◆ **What the task requires**
From the entries that follow, report every line in which "accounts" occurs.

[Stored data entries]
-.-.-
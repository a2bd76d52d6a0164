//! Compiled-in figures the store starts from on every process start.

use super::admin::{AdminRecord, HoursBreakdown, HrMetrics, WorkingHours};
use super::ehs::{EhsRecord, TargetActual, TargetOnly};
use super::monthly::MonthlySeries;

fn series(values: [f64; 12]) -> MonthlySeries {
    MonthlySeries::from_array(values)
}

pub fn initial_ehs_record() -> EhsRecord {
    EhsRecord {
        training_hours: TargetActual {
            target: series([
                100.0, 150.0, 50.0, 25.0, 50.0, 75.0, 80.0, 86.0, 74.0, 63.0, 68.0, 75.0,
            ]),
            actual: MonthlySeries::zeroed(),
        },
        hazard_reporting: TargetActual {
            target: series([30.0; 12]),
            actual: series([
                35.0, 45.0, 68.0, 15.0, 65.0, 22.0, 35.0, 36.0, 90.0, 15.0, 65.0, 12.0,
            ]),
        },
        near_misses: series([2.0, 3.0, 4.0, 2.0, 6.0, 2.0, 1.0, 6.0, 7.0, 8.0, 9.0, 10.0]),
        leading_indicator_index: TargetOnly {
            target: series([125.0; 12]),
        },
        accidents: series([
            12.0, 16.0, 16.0, 19.0, 20.0, 12.0, 16.0, 16.0, 19.0, 20.0, 16.0, 12.0,
        ]),
        first_aid_cases: series([
            12.0, 15.0, 13.0, 19.0, 20.0, 12.0, 15.0, 13.0, 19.0, 20.0, 15.0, 12.0,
        ]),
        medical_cases: series([0.0, 1.0, 1.0, 0.0, 0.0, 0.0, 1.0, 1.0, 0.0, 0.0, 1.0, 0.0]),
        ill_health_cases: series([0.0, 0.0, 1.0, 0.0, 0.0, 0.0, 0.0, 1.0, 0.0, 0.0, 0.0, 0.0]),
        lost_time_accidents: series([
            0.0, 0.0, 1.0, 0.0, 0.0, 0.0, 0.0, 1.0, 0.0, 0.0, 0.0, 0.0,
        ]),
        ehs_walks: series([1.0; 12]),
        ehs_risk_assessments: series([
            2.0, 4.0, 3.0, 4.0, 5.0, 7.0, 6.0, 9.0, 8.0, 1.0, 4.0, 6.0,
        ]),
        electricity_consumed: series([
            243486.0, 214348.0, 208456.0, 277102.0, 215053.0, 223283.0, 174251.0, 248982.0,
            295521.0, 191993.0, 201587.0, 186429.0,
        ]),
        gas_consumed: series([
            14598.0, 13307.0, 14302.0, 14744.0, 12605.0, 11311.0, 13342.0, 14973.0, 11271.0,
            13822.0, 12148.0, 14195.0,
        ]),
        water_consumption: series([
            250000.0, 300000.0, 350000.0, 350000.0, 250000.0, 200000.0, 300000.0, 280000.0,
            310000.0, 325000.0, 300000.0, 200000.0,
        ]),
        paper_sheets_consumed: series([
            5000.0, 7000.0, 6000.0, 4000.0, 2500.0, 4000.0, 10000.0, 3500.0, 6400.0, 6500.0,
            7000.0, 5000.0,
        ]),
        carbon_footprint: MonthlySeries::zeroed(),
    }
}

pub fn initial_admin_record() -> AdminRecord {
    AdminRecord {
        working_hours: WorkingHours {
            total_site: series([
                54650.0, 55780.0, 56890.0, 57900.0, 58010.0, 58120.0, 58230.0, 58340.0, 58450.0,
                58560.0, 58670.0, 59770.0,
            ]),
            management_mdm: HoursBreakdown {
                total: series([
                    10700.0, 10800.0, 10900.0, 11000.0, 11100.0, 11200.0, 11250.0, 11280.0,
                    11300.0, 11320.0, 11350.0, 11380.0,
                ]),
                overtime: series([
                    1200.0, 1220.0, 1240.0, 1260.0, 1280.0, 1300.0, 1310.0, 1320.0, 1325.0,
                    1328.0, 1330.0, 1330.0,
                ]),
                routine: series([
                    9500.0, 9580.0, 9660.0, 9740.0, 9820.0, 9900.0, 9940.0, 9960.0, 9975.0,
                    9992.0, 10020.0, 10050.0,
                ]),
            },
            management_contractual: HoursBreakdown {
                total: series([
                    41750.0, 42500.0, 43250.0, 44000.0, 44750.0, 45500.0, 44800.0, 44900.0,
                    45000.0, 45100.0, 45200.0, 45480.0,
                ]),
                overtime: series([
                    400.0, 420.0, 440.0, 460.0, 480.0, 500.0, 510.0, 520.0, 530.0, 540.0, 545.0,
                    550.0,
                ]),
                routine: series([
                    3500.0, 3600.0, 3700.0, 3800.0, 3900.0, 4000.0, 3800.0, 3850.0, 3900.0,
                    3900.0, 3900.0, 3900.0,
                ]),
            },
            non_management_mdm: HoursBreakdown {
                total: series([
                    38250.0, 39000.0, 39750.0, 40500.0, 41250.0, 42000.0, 41500.0, 41600.0,
                    41700.0, 41800.0, 41900.0, 41580.0,
                ]),
                overtime: series([
                    200.0, 220.0, 240.0, 260.0, 280.0, 300.0, 290.0, 300.0, 305.0, 308.0, 310.0,
                    310.0,
                ]),
                routine: series([
                    1250.0, 1280.0, 1310.0, 1340.0, 1370.0, 1400.0, 1380.0, 1385.0, 1390.0,
                    1392.0, 1395.0, 1380.0,
                ]),
            },
            non_management_contractual: HoursBreakdown {
                total: series([
                    37000.0, 37500.0, 38000.0, 38500.0, 39000.0, 39500.0, 39800.0, 40000.0,
                    40200.0, 40300.0, 40400.0, 40200.0,
                ]),
                overtime: series([
                    2000.0, 2100.0, 2200.0, 2300.0, 2400.0, 2500.0, 2550.0, 2580.0, 2600.0,
                    2600.0, 2600.0, 2600.0,
                ]),
                routine: series([
                    35000.0, 35400.0, 35800.0, 36200.0, 36600.0, 37000.0, 37250.0, 37420.0,
                    37600.0, 37700.0, 37800.0, 37600.0,
                ]),
            },
        },
        hr_metrics: HrMetrics {
            resignations: series([1.0, 2.0, 3.0, 1.0, 2.0, 3.0, 0.0, 4.0, 0.0, 2.0, 4.0, 6.0]),
            vacant_positions: series([
                1.0, 2.0, 3.0, 1.0, 2.0, 3.0, 0.0, 4.0, 0.0, 2.0, 4.0, 4.0,
            ]),
            staff_turnover: series([
                5.0, 6.0, 7.0, 10.0, 11.0, 12.0, 0.0, 12.0, 10.0, 5.0, 6.0, 8.0,
            ]),
        },
    }
}
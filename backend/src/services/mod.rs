//! Service layer: orchestration between the HTTP handlers and the store.
//!
//! Services are generic over the repository traits, so handlers pass the
//! shared `dyn FullRepository` and tests pass a fresh `LocalRepository`.

pub mod accounts;
pub mod kpi;

#[cfg(test)]
#[path = "kpi_tests.rs"]
mod kpi_tests;


pub use accounts::{current_user, ensure_bootstrap_admin, login, signup, Session, SignupInput};
pub use kpi::{
    apply_update, dashboard_report, export_csv, kpi_summary, read, upload_csv, IngestReport,
    Updated, Uploaded,
};

use crate::auth::AuthError;
use crate::db::repository::RepositoryError;
use crate::export::ExportError;

#[derive(Debug, thiserror::Error)]
pub enum ServiceError {
    /// Caller-supplied input was unusable
    #[error("{0}")]
    InvalidInput(String),

    #[error(transparent)]
    Auth(#[from] AuthError),

    #[error(transparent)]
    Repository(#[from] RepositoryError),

    #[error(transparent)]
    Export(#[from] ExportError),

    #[error("Internal error: {0}")]
    Internal(String),
}

pub type ServiceResult<T> = Result<T, ServiceError>;
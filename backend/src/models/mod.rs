//! Domain model: monthly series, the EHS and Admin records, users.

pub mod admin;
pub mod ehs;
pub mod fields;
pub mod monthly;
pub mod seed;
pub mod user;

pub use admin::{
    AdminRecord, AdminUpdate, ConsistencyIssue, HoursBreakdown, HoursBreakdownUpdate, HrMetrics,
    HrMetricsUpdate, WorkingHours, WorkingHoursUpdate,
};
pub use ehs::{EhsRecord, EhsUpdate, TargetActual, TargetActualUpdate, TargetOnly, TargetOnlyUpdate};
pub use fields::{merge_update, AdminMetric, EhsMetric, MergeReport, MetricField};
pub use monthly::{Month, MonthlySeries, PartialMonthlySeries};
pub use user::{User, UserAccount, UserId, UserRole};

use serde::{Deserialize, Serialize};
use std::fmt;

/// Which record an operation addresses.
#[derive(Debug, Copy, Clone, PartialEq, Eq, Hash, Serialize, Deserialize)]
#[serde(rename_all = "lowercase")]
pub enum Dataset {
    /// Working hours and HR metrics
    Admin,
    /// Environment, health and safety metrics
    Ehs,
}

impl Dataset {
    pub fn as_str(self) -> &'static str {
        match self {
            Dataset::Admin => "admin",
            Dataset::Ehs => "ehs",
        }
    }

    /// Attachment name used by CSV export.
    pub fn export_file_name(self) -> &'static str {
        match self {
            Dataset::Admin => "kpi.csv",
            Dataset::Ehs => "ehs.csv",
        }
    }
}

impl fmt::Display for Dataset {
    fn fmt(&self, f: &mut fmt::Formatter<'_>) -> fmt::Result {
        f.write_str(self.as_str())
    }
}

/// A partial record tagged with the dataset it targets.
///
/// JSON form: `{"category": "admin", "data": {..}}`.
#[derive(Debug, Clone, PartialEq, Serialize, Deserialize)]
#[serde(tag = "category", content = "data", rename_all = "lowercase")]
pub enum DatasetUpdate {
    Admin(AdminUpdate),
    Ehs(EhsUpdate),
}

impl DatasetUpdate {
    pub fn dataset(&self) -> Dataset {
        match self {
            DatasetUpdate::Admin(_) => Dataset::Admin,
            DatasetUpdate::Ehs(_) => Dataset::Ehs,
        }
    }

    /// Leaf paths populated by this update.
    pub fn populated_paths(&self) -> Vec<&'static str> {
        match self {
            DatasetUpdate::Admin(update) => fields::populated_fields::<AdminMetric>(update)
                .into_iter()
                .map(|f| f.path())
                .collect(),
            DatasetUpdate::Ehs(update) => fields::populated_fields::<EhsMetric>(update)
                .into_iter()
                .map(|f| f.path())
                .collect(),
        }
    }
}

/// Snapshot of one dataset's full record.
#[derive(Debug, Clone, PartialEq, Serialize, Deserialize)]
#[serde(untagged)]
pub enum DatasetRecord {
    Admin(AdminRecord),
    Ehs(EhsRecord),
}
//! Repository implementations.
//!
//! - `local`: in-memory store, the only backend; nothing is persisted

pub mod local;

pub use local::LocalRepository;
//! Metric-name vocabularies for the two datasets.
//!
//! Each table is an ordered list of `(patterns, field)` rules evaluated top to
//! bottom against the lower-cased metric name; the first rule with any
//! matching pattern wins. Order matters where names overlap, e.g. the `A1`
//! overtime row must be tested before the `A.` total row, and "lost time
//! accident" before the general "accidents".

use crate::models::{AdminMetric, EhsMetric, MetricField};

/// A single test against a lower-cased metric name.
#[derive(Debug, Clone, Copy, PartialEq, Eq)]
pub enum Pattern {
    Contains(&'static str),
    StartsWith(&'static str),
}

impl Pattern {
    pub fn matches(self, name: &str) -> bool {
        match self {
            Pattern::Contains(needle) => name.contains(needle),
            Pattern::StartsWith(prefix) => name.starts_with(prefix),
        }
    }
}

/// Maps any of `patterns` to `field`.
#[derive(Debug, Clone, Copy)]
pub struct MetricRule<F: 'static> {
    pub patterns: &'static [Pattern],
    pub field: F,
}

impl<F: Copy> MetricRule<F> {
    pub fn matches(&self, lowered_name: &str) -> bool {
        self.patterns.iter().any(|p| p.matches(lowered_name))
    }
}

/// A field type with a metric-name vocabulary.
pub trait Vocabulary: MetricField {
    fn rules() -> &'static [MetricRule<Self>];
}

impl Vocabulary for AdminMetric {
    fn rules() -> &'static [MetricRule<Self>] {
        ADMIN_RULES
    }
}

impl Vocabulary for EhsMetric {
    fn rules() -> &'static [MetricRule<Self>] {
        EHS_RULES
    }
}

/// First field whose rule matches `metric_name` (case-insensitive).
pub fn match_metric<F: Vocabulary>(metric_name: &str) -> Option<F> {
    let lowered = metric_name.trim().to_lowercase();
    F::rules()
        .iter()
        .find(|rule| rule.matches(&lowered))
        .map(|rule| rule.field)
}

use Pattern::{Contains, StartsWith};

pub const ADMIN_RULES: &[MetricRule<AdminMetric>] = &[
    MetricRule {
        patterns: &[Contains("total working hours of site")],
        field: AdminMetric::TotalSite,
    },
    // A: management (MDM)
    MetricRule {
        patterns: &[
            StartsWith("a1"),
            Contains("overtime working hours management (mdm)"),
        ],
        field: AdminMetric::ManagementMdmOvertime,
    },
    MetricRule {
        patterns: &[
            StartsWith("a2"),
            Contains("routine working hours management (mdm)"),
        ],
        field: AdminMetric::ManagementMdmRoutine,
    },
    MetricRule {
        patterns: &[
            StartsWith("a."),
            Contains("total working hours management (mdm)"),
        ],
        field: AdminMetric::ManagementMdmTotal,
    },
    // B: management (contractual)
    MetricRule {
        patterns: &[
            StartsWith("b1"),
            Contains("overtime working hours management (contractual)"),
        ],
        field: AdminMetric::ManagementContractualOvertime,
    },
    MetricRule {
        patterns: &[
            StartsWith("b2"),
            Contains("routine working hours management (contractual)"),
        ],
        field: AdminMetric::ManagementContractualRoutine,
    },
    MetricRule {
        patterns: &[
            StartsWith("b."),
            Contains("total working hours management (contractual)"),
        ],
        field: AdminMetric::ManagementContractualTotal,
    },
    // C: non-management (MDM)
    MetricRule {
        patterns: &[
            StartsWith("c1"),
            Contains("overtime working hours non-management (mdm)"),
        ],
        field: AdminMetric::NonManagementMdmOvertime,
    },
    MetricRule {
        patterns: &[
            StartsWith("c2"),
            Contains("routine working hours non-management (mdm)"),
        ],
        field: AdminMetric::NonManagementMdmRoutine,
    },
    MetricRule {
        patterns: &[
            StartsWith("c."),
            Contains("total working hours non-management (mdm)"),
        ],
        field: AdminMetric::NonManagementMdmTotal,
    },
    // D: non-management (contractual)
    MetricRule {
        patterns: &[
            StartsWith("d1"),
            Contains("overtime working hours non-management (contractual)"),
        ],
        field: AdminMetric::NonManagementContractualOvertime,
    },
    MetricRule {
        patterns: &[
            StartsWith("d2"),
            Contains("routine working hours non-management (contractual)"),
        ],
        field: AdminMetric::NonManagementContractualRoutine,
    },
    MetricRule {
        patterns: &[
            StartsWith("d."),
            Contains("total working hours non-management (contractual)"),
        ],
        field: AdminMetric::NonManagementContractualTotal,
    },
    // HR
    MetricRule {
        patterns: &[Contains("resignations")],
        field: AdminMetric::Resignations,
    },
    MetricRule {
        patterns: &[Contains("vacant positions")],
        field: AdminMetric::VacantPositions,
    },
    MetricRule {
        patterns: &[Contains("staff turnover")],
        field: AdminMetric::StaffTurnover,
    },
];

pub const EHS_RULES: &[MetricRule<EhsMetric>] = &[
    MetricRule {
        patterns: &[
            Contains("training hours target"),
            Contains("target training hours"),
        ],
        field: EhsMetric::TrainingHoursTarget,
    },
    MetricRule {
        patterns: &[
            Contains("training hours actual"),
            Contains("actual training hours"),
        ],
        field: EhsMetric::TrainingHoursActual,
    },
    MetricRule {
        patterns: &[
            Contains("hazard reporting target"),
            Contains("target hazard reporting"),
        ],
        field: EhsMetric::HazardReportingTarget,
    },
    MetricRule {
        patterns: &[
            Contains("hazard reporting actual"),
            Contains("hazards reported"),
        ],
        field: EhsMetric::HazardReportingActual,
    },
    MetricRule {
        patterns: &[Contains("near misses")],
        field: EhsMetric::NearMisses,
    },
    MetricRule {
        patterns: &[
            Contains("leading indicator index target"),
            Contains("target leading indicator index"),
        ],
        field: EhsMetric::LeadingIndicatorIndexTarget,
    },
    MetricRule {
        patterns: &[Contains("lost time accident")],
        field: EhsMetric::LostTimeAccidents,
    },
    MetricRule {
        patterns: &[Contains("accidents")],
        field: EhsMetric::Accidents,
    },
    MetricRule {
        patterns: &[Contains("first aid cases")],
        field: EhsMetric::FirstAidCases,
    },
    MetricRule {
        patterns: &[Contains("medical cases")],
        field: EhsMetric::MedicalCases,
    },
    MetricRule {
        patterns: &[Contains("ill health cases")],
        field: EhsMetric::IllHealthCases,
    },
    MetricRule {
        patterns: &[Contains("ehs walks")],
        field: EhsMetric::EhsWalks,
    },
    MetricRule {
        patterns: &[Contains("ehs risk assessments")],
        field: EhsMetric::EhsRiskAssessments,
    },
    MetricRule {
        patterns: &[Contains("electricity consumed")],
        field: EhsMetric::ElectricityConsumed,
    },
    MetricRule {
        patterns: &[Contains("gas consumed")],
        field: EhsMetric::GasConsumed,
    },
    MetricRule {
        patterns: &[Contains("water consumption")],
        field: EhsMetric::WaterConsumption,
    },
    MetricRule {
        patterns: &[Contains("paper sheets consumed")],
        field: EhsMetric::PaperSheetsConsumed,
    },
    MetricRule {
        patterns: &[Contains("carbon footprint")],
        field: EhsMetric::CarbonFootprint,
    },
];
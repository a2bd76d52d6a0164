//! Environment, health and safety dataset.

use serde::{Deserialize, Serialize};

use super::monthly::{MonthlySeries, PartialMonthlySeries};

#[derive(Debug, Clone, Default, PartialEq, Serialize, Deserialize)]
#[serde(default)]
pub struct TargetActual {
    pub target: MonthlySeries,
    pub actual: MonthlySeries,
}

#[derive(Debug, Clone, Default, PartialEq, Serialize, Deserialize)]
#[serde(default)]
pub struct TargetOnly {
    pub target: MonthlySeries,
}

/// Full EHS record.
#[derive(Debug, Clone, Default, PartialEq, Serialize, Deserialize)]
#[serde(default, rename_all = "camelCase")]
pub struct EhsRecord {
    pub training_hours: TargetActual,
    pub hazard_reporting: TargetActual,
    pub near_misses: MonthlySeries,
    pub leading_indicator_index: TargetOnly,
    pub accidents: MonthlySeries,
    pub first_aid_cases: MonthlySeries,
    pub medical_cases: MonthlySeries,
    pub ill_health_cases: MonthlySeries,
    pub lost_time_accidents: MonthlySeries,
    pub ehs_walks: MonthlySeries,
    pub ehs_risk_assessments: MonthlySeries,
    pub electricity_consumed: MonthlySeries,
    pub gas_consumed: MonthlySeries,
    pub water_consumption: MonthlySeries,
    pub paper_sheets_consumed: MonthlySeries,
    pub carbon_footprint: MonthlySeries,
}

// ==================== Partial records ====================

#[derive(Debug, Clone, Default, PartialEq, Serialize, Deserialize)]
#[serde(default)]
pub struct TargetActualUpdate {
    #[serde(skip_serializing_if = "Option::is_none")]
    pub target: Option<PartialMonthlySeries>,
    #[serde(skip_serializing_if = "Option::is_none")]
    pub actual: Option<PartialMonthlySeries>,
}

#[derive(Debug, Clone, Default, PartialEq, Serialize, Deserialize)]
#[serde(default)]
pub struct TargetOnlyUpdate {
    #[serde(skip_serializing_if = "Option::is_none")]
    pub target: Option<PartialMonthlySeries>,
}

/// Partial [`EhsRecord`].
#[derive(Debug, Clone, Default, PartialEq, Serialize, Deserialize)]
#[serde(default, rename_all = "camelCase")]
pub struct EhsUpdate {
    #[serde(skip_serializing_if = "Option::is_none")]
    pub training_hours: Option<TargetActualUpdate>,
    #[serde(skip_serializing_if = "Option::is_none")]
    pub hazard_reporting: Option<TargetActualUpdate>,
    #[serde(skip_serializing_if = "Option::is_none")]
    pub near_misses: Option<PartialMonthlySeries>,
    #[serde(skip_serializing_if = "Option::is_none")]
    pub leading_indicator_index: Option<TargetOnlyUpdate>,
    #[serde(skip_serializing_if = "Option::is_none")]
    pub accidents: Option<PartialMonthlySeries>,
    #[serde(skip_serializing_if = "Option::is_none")]
    pub first_aid_cases: Option<PartialMonthlySeries>,
    #[serde(skip_serializing_if = "Option::is_none")]
    pub medical_cases: Option<PartialMonthlySeries>,
    #[serde(skip_serializing_if = "Option::is_none")]
    pub ill_health_cases: Option<PartialMonthlySeries>,
    #[serde(skip_serializing_if = "Option::is_none")]
    pub lost_time_accidents: Option<PartialMonthlySeries>,
    #[serde(skip_serializing_if = "Option::is_none")]
    pub ehs_walks: Option<PartialMonthlySeries>,
    #[serde(skip_serializing_if = "Option::is_none")]
    pub ehs_risk_assessments: Option<PartialMonthlySeries>,
    #[serde(skip_serializing_if = "Option::is_none")]
    pub electricity_consumed: Option<PartialMonthlySeries>,
    #[serde(skip_serializing_if = "Option::is_none")]
    pub gas_consumed: Option<PartialMonthlySeries>,
    #[serde(skip_serializing_if = "Option::is_none")]
    pub water_consumption: Option<PartialMonthlySeries>,
    #[serde(skip_serializing_if = "Option::is_none")]
    pub paper_sheets_consumed: Option<PartialMonthlySeries>,
    #[serde(skip_serializing_if = "Option::is_none")]
    pub carbon_footprint: Option<PartialMonthlySeries>,
}
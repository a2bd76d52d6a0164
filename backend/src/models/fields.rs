//! Field addressing for records and their partial updates.
//!
//! Every monthly-series leaf of a record is named by a variant of
//! [`AdminMetric`] or [`EhsMetric`]. The [`MetricField`] trait gives generic
//! code (CSV mapping, merging, export) uniform access to a leaf in the full
//! record and in the partial update, so none of it walks the nested structs
//! by hand.

use serde::{Deserialize, Serialize};

use super::admin::{AdminRecord, AdminUpdate};
use super::ehs::{EhsRecord, EhsUpdate};
use super::monthly::{MonthlySeries, PartialMonthlySeries};

/// A monthly-series leaf of a record type.
pub trait MetricField: Copy + Eq + std::fmt::Debug + Send + Sync + 'static {
    type Record: Clone + Send + Sync;
    type Update: Default + Clone + Send + Sync;

    /// Every leaf, in export order.
    fn all() -> &'static [Self];

    /// Row label used on export. Mapping the label back through the
    /// dataset's rule table yields this same field.
    fn label(self) -> &'static str;

    /// Section heading in the combined dashboard report.
    fn category(self) -> &'static str;

    /// Dotted JSON path, e.g. `workingHours.managementMDM.overtime`.
    fn path(self) -> &'static str;

    fn series(self, record: &Self::Record) -> &MonthlySeries;

    fn series_mut(self, record: &mut Self::Record) -> &mut MonthlySeries;

    fn update_slot(self, update: &Self::Update) -> Option<&PartialMonthlySeries>;

    /// Slot in the partial record, creating intermediate levels on first use.
    fn update_slot_mut(self, update: &mut Self::Update) -> &mut Option<PartialMonthlySeries>;
}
-.-.-
◆ **Solution**
pub mod accounts;
pub use accounts::{current_user, ensure_bootstrap_admin, login, signup, Session, SignupInput};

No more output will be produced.